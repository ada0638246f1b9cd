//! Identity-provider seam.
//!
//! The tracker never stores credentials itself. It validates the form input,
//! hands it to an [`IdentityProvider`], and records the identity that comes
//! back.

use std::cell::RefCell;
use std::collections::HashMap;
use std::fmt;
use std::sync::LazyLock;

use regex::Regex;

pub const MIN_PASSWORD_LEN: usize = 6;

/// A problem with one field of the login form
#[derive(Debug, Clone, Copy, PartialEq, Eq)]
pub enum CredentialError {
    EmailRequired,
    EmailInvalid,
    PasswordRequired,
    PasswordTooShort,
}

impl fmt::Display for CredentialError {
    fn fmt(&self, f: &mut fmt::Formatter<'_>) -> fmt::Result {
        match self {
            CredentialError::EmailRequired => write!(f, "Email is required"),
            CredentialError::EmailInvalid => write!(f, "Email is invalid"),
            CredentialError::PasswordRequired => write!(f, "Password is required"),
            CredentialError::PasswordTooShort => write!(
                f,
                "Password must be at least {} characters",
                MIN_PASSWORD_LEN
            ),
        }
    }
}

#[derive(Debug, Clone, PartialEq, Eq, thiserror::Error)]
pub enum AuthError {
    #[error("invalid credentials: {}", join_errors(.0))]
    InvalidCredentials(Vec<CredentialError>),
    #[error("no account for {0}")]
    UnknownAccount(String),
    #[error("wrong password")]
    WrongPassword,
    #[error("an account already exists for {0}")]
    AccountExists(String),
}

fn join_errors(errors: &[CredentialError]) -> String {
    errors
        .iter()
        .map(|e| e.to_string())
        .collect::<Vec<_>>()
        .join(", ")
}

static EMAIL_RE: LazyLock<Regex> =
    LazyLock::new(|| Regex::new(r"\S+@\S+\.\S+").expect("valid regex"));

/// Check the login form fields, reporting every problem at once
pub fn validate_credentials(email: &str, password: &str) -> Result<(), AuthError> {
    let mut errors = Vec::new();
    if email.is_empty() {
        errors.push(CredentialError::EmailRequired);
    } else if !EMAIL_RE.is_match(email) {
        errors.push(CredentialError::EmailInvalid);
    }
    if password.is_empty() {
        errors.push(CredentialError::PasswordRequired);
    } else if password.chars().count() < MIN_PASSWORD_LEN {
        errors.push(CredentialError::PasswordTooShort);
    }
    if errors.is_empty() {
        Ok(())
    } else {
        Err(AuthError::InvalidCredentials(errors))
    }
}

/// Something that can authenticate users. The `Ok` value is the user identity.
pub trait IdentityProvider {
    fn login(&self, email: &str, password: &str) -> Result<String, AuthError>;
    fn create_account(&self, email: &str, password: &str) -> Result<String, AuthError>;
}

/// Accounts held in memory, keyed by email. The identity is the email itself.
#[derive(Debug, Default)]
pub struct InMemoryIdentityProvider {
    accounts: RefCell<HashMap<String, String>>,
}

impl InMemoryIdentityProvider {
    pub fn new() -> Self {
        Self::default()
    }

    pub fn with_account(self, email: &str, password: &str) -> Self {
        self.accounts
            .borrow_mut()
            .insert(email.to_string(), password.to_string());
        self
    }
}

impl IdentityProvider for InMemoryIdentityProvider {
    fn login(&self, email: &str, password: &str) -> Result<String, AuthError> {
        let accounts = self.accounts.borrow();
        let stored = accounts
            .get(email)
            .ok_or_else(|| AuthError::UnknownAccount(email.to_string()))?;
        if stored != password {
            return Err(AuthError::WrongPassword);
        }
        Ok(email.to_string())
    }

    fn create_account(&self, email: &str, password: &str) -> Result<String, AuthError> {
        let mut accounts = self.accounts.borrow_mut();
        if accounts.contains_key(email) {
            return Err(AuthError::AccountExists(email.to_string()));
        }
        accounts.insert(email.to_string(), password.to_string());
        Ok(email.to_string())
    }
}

**To do**
Each line of the listing must be transcribed precisely as it appears.

**Result of this task**
repository ada0638246f1b9cd
//! Identity-provider seam.
//!
//! The tracker never stores credentials itself. It validates the form input,
//! hands it to an [`IdentityProvider`], and records the identity that comes
//! back.

use std::cell::RefCell;
use std::collections::HashMap;
use std::fmt;
use std::sync::LazyLock;

use regex::Regex;

pub const MIN_PASSWORD_LEN: usize = 6;

/// A problem with one field of the login form
#[derive(Debug, Clone, Copy, PartialEq, Eq)]
pub enum CredentialError {
    EmailRequired,
    EmailInvalid,
    PasswordRequired,
    PasswordTooShort,
}

impl fmt::Display for CredentialError {
    fn fmt(&self, f: &mut fmt::Formatter<'_>) -> fmt::Result {
        match self {
            CredentialError::EmailRequired => write!(f, "Email is required"),
            CredentialError::EmailInvalid => write!(f, "Email is invalid"),
            CredentialError::PasswordRequired => write!(f, "Password is required"),
            CredentialError::PasswordTooShort => write!(
                f,
                "Password must be at least {} characters",
                MIN_PASSWORD_LEN
            ),
        }
    }
}

#[derive(Debug, Clone, PartialEq, Eq, thiserror::Error)]
pub enum AuthError {
    #[error("invalid credentials: {}", join_errors(.0))]
    InvalidCredentials(Vec<CredentialError>),
    #[error("no account for {0}")]
    UnknownAccount(String),
    #[error("wrong password")]
    WrongPassword,
    #[error("an account already exists for {0}")]
    AccountExists(String),
}

fn join_errors(errors: &[CredentialError]) -> String {
    errors
        .iter()
        .map(|e| e.to_string())
        .collect::<Vec<_>>()
        .join(", ")
}

static EMAIL_RE: LazyLock<Regex> =
    LazyLock::new(|| Regex::new(r"\S+@\S+\.\S+").expect("valid regex"));

/// Check the login form fields, reporting every problem at once
pub fn validate_credentials(email: &str, password: &str) -> Result<(), AuthError> {
    let mut errors = Vec::new();
    if email.is_empty() {
        errors.push(CredentialError::EmailRequired);
    } else if !EMAIL_RE.is_match(email) {
        errors.push(CredentialError::EmailInvalid);
    }
    if password.is_empty() {
        errors.push(CredentialError::PasswordRequired);
    } else if password.chars().count() < MIN_PASSWORD_LEN {
        errors.push(CredentialError::PasswordTooShort);
    }
    if errors.is_empty() {
        Ok(())
    } else {
        Err(AuthError::InvalidCredentials(errors))
    }
}

/// Something that can authenticate users. The `Ok` value is the user identity.
pub trait IdentityProvider {
    fn login(&self, email: &str, password: &str) -> Result<String, AuthError>;
    fn create_account(&self, email: &str, password: &str) -> Result<String, AuthError>;
}

/// Accounts held in memory, keyed by email. The identity is the email itself.
#[derive(Debug, Default)]
pub struct InMemoryIdentityProvider {
    accounts: RefCell<HashMap<String, String>>,
}

impl InMemoryIdentityProvider {
    pub fn new() -> Self {
        Self::default()
    }

    pub fn with_account(self, email: &str, password: &str) -> Self {
        self.accounts
            .borrow_mut()
            .insert(email.to_string(), password.to_string());
        self
    }
}

impl IdentityProvider for InMemoryIdentityProvider {
    fn login(&self, email: &str, password: &str) -> Result<String, AuthError> {
        let accounts = self.accounts.borrow();
        let stored = accounts
            .get(email)
            .ok_or_else(|| AuthError::UnknownAccount(email.to_string()))?;
        if stored != password {
            return Err(AuthError::WrongPassword);
        }
        Ok(email.to_string())
    }

    fn create_account(&self, email: &str, password: &str) -> Result<String, AuthError> {
        let mut accounts = self.accounts.borrow_mut();
        if accounts.contains_key(email) {
            return Err(AuthError::AccountExists(email.to_string()));
        }
        accounts.insert(email.to_string(), password.to_string());
        Ok(email.to_string())
    }
}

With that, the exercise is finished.